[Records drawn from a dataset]
☆ ☆ ☆ ☆ ☆

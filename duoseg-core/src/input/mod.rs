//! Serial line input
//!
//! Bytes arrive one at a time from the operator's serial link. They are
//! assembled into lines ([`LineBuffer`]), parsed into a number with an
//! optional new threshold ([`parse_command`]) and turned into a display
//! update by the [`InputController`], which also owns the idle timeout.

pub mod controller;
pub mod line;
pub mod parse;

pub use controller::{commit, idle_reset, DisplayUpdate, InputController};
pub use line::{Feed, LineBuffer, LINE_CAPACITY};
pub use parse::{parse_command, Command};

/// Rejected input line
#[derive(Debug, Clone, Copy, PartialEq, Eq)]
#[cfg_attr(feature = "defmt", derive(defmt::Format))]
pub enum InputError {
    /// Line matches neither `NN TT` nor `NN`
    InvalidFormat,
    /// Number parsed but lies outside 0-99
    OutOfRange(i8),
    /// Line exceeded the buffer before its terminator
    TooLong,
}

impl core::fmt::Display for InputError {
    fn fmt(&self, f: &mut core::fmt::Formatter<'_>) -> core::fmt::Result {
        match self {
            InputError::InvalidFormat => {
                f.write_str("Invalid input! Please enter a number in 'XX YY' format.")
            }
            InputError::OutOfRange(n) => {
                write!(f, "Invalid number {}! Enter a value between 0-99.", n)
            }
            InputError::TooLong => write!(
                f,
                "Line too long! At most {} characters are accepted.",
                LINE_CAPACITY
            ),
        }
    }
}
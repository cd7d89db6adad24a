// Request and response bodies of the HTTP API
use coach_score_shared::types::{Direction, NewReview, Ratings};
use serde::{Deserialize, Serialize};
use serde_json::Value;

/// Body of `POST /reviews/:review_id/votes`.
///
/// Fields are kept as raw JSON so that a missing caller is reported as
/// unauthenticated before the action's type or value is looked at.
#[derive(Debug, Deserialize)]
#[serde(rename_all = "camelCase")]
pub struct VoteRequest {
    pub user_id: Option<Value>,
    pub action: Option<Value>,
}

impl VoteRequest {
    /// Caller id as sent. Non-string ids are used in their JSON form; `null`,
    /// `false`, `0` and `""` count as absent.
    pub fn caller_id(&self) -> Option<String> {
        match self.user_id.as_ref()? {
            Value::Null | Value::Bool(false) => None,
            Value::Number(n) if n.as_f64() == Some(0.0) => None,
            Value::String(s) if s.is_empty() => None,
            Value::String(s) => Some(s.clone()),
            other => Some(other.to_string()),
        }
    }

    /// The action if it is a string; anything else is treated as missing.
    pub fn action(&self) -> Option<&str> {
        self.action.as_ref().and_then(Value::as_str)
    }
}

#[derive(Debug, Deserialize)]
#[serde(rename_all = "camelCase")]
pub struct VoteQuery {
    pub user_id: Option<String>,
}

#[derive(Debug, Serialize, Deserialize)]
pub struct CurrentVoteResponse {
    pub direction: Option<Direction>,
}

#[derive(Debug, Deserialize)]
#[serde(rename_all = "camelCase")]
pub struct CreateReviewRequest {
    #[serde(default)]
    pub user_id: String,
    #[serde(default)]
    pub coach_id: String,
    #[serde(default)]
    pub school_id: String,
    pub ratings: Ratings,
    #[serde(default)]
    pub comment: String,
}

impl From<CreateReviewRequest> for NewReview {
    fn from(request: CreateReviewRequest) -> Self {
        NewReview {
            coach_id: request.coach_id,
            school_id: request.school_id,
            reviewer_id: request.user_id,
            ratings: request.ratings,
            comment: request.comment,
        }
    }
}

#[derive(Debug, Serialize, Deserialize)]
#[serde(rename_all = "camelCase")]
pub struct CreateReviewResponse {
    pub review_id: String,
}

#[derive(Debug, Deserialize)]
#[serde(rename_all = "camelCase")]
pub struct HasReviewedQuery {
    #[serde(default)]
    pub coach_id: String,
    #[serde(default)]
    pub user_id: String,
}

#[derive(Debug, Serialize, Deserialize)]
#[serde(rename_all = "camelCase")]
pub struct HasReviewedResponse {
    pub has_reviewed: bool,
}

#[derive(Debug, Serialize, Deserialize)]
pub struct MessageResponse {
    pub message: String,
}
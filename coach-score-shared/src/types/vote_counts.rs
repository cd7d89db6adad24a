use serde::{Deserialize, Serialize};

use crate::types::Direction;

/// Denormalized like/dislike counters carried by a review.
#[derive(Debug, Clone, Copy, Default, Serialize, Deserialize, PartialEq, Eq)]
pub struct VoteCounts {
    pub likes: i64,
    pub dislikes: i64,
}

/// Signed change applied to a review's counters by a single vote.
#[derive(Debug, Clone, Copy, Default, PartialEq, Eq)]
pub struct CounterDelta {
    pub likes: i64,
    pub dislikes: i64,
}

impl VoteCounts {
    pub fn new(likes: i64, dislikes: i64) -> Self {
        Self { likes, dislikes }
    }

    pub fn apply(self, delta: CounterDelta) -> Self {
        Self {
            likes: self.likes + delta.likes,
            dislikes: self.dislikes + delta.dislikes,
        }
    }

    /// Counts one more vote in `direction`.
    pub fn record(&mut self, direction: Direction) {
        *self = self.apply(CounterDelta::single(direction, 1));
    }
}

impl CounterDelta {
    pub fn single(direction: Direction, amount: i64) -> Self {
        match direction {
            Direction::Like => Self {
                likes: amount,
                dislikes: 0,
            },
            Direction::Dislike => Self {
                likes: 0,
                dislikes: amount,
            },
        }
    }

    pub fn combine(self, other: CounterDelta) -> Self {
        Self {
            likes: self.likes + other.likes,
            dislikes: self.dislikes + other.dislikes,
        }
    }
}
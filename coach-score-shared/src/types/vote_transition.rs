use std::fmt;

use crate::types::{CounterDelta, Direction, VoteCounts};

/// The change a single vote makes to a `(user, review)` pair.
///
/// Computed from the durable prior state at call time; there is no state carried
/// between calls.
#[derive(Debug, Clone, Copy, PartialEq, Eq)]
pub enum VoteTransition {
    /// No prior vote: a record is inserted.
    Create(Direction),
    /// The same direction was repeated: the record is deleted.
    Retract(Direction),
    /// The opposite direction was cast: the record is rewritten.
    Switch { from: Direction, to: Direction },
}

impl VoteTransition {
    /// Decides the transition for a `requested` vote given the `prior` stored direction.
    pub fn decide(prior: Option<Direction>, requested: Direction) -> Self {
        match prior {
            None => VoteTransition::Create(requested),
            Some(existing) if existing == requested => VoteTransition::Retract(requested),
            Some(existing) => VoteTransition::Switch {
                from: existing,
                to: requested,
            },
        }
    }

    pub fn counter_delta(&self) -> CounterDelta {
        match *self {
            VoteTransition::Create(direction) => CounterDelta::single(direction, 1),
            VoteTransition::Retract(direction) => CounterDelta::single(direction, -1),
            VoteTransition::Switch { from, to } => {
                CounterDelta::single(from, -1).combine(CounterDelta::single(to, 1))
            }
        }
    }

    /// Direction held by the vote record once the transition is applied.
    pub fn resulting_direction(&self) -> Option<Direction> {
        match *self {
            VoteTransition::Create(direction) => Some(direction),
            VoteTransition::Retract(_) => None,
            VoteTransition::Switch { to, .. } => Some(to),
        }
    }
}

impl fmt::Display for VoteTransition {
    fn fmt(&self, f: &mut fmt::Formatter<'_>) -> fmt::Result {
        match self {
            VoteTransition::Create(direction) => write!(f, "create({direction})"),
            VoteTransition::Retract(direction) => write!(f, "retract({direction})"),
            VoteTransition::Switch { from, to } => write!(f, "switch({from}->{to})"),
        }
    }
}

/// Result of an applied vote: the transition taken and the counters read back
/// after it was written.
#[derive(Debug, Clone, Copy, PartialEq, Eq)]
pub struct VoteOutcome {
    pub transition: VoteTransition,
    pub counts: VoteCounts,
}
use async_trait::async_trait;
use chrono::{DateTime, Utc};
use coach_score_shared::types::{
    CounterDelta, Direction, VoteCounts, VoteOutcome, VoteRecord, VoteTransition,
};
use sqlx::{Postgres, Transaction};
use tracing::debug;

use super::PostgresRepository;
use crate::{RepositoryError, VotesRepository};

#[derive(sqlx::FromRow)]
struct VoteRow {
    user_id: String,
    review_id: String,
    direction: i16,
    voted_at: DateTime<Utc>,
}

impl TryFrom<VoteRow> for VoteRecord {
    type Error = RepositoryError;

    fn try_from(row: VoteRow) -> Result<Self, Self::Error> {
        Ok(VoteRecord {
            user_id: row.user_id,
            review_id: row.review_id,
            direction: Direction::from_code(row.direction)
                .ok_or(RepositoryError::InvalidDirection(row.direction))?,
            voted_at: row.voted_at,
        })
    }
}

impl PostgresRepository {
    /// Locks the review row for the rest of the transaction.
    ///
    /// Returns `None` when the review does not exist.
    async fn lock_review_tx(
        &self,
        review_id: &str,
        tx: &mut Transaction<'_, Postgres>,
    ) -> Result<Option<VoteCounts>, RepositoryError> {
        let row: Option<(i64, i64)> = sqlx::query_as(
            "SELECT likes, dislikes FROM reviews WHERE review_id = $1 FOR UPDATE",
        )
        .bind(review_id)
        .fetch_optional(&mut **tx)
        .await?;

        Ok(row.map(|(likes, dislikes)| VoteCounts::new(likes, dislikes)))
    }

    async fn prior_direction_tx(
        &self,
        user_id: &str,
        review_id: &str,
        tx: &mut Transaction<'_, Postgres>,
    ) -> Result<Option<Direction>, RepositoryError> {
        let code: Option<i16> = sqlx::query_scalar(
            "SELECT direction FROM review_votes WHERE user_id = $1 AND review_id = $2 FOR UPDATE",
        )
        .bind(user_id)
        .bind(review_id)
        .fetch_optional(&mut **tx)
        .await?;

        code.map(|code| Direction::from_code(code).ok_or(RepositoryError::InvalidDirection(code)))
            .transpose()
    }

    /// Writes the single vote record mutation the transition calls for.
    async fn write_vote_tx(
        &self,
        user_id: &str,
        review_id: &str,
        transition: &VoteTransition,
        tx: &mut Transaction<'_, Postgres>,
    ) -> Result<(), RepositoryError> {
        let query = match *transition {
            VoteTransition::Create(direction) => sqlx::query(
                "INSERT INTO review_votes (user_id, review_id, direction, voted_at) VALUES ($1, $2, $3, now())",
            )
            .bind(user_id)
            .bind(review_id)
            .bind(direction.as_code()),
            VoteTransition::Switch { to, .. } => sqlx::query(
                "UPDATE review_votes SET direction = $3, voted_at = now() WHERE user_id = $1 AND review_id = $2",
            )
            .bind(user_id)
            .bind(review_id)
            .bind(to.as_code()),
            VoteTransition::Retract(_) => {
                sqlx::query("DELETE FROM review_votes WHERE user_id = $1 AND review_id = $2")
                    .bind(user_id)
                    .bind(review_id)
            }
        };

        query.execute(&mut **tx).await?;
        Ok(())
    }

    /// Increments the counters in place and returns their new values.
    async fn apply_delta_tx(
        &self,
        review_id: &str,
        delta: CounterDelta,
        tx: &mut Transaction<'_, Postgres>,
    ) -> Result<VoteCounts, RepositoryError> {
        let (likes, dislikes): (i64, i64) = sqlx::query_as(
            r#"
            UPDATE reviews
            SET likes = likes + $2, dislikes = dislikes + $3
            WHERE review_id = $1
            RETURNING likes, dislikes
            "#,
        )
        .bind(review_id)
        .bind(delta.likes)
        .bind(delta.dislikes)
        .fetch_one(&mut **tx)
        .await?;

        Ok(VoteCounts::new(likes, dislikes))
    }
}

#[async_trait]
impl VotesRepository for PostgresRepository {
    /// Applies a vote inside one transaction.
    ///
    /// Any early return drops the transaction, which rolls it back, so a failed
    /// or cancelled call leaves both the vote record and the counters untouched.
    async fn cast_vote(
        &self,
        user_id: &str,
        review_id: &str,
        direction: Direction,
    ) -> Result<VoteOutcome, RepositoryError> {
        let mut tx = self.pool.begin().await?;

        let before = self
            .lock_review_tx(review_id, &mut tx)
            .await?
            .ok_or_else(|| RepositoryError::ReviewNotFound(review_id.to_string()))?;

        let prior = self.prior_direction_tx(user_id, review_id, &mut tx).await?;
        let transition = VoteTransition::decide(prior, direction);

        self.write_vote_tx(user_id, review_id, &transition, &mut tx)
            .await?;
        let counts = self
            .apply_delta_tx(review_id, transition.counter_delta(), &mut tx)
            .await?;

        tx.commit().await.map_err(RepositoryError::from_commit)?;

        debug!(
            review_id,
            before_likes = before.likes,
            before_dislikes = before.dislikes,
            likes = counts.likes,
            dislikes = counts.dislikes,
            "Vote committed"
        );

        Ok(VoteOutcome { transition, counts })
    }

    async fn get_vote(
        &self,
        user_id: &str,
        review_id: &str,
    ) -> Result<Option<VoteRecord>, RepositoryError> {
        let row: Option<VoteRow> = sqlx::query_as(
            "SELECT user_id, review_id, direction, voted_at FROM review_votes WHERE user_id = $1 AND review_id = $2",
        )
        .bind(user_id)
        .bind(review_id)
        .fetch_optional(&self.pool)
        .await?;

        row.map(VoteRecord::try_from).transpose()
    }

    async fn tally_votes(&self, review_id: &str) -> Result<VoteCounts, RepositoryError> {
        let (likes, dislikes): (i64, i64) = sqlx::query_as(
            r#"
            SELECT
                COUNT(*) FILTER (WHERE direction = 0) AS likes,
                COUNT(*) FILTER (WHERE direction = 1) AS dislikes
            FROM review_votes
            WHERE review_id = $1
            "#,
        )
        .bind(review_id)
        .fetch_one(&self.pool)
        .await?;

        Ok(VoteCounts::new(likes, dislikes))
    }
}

☆ ☆ ☆ ☆ ☆

● Required work
Across the entries above, find the lines with the string "comment" and copy them.

● Solution to this problem
    pub comment: String,
            comment: request.comment,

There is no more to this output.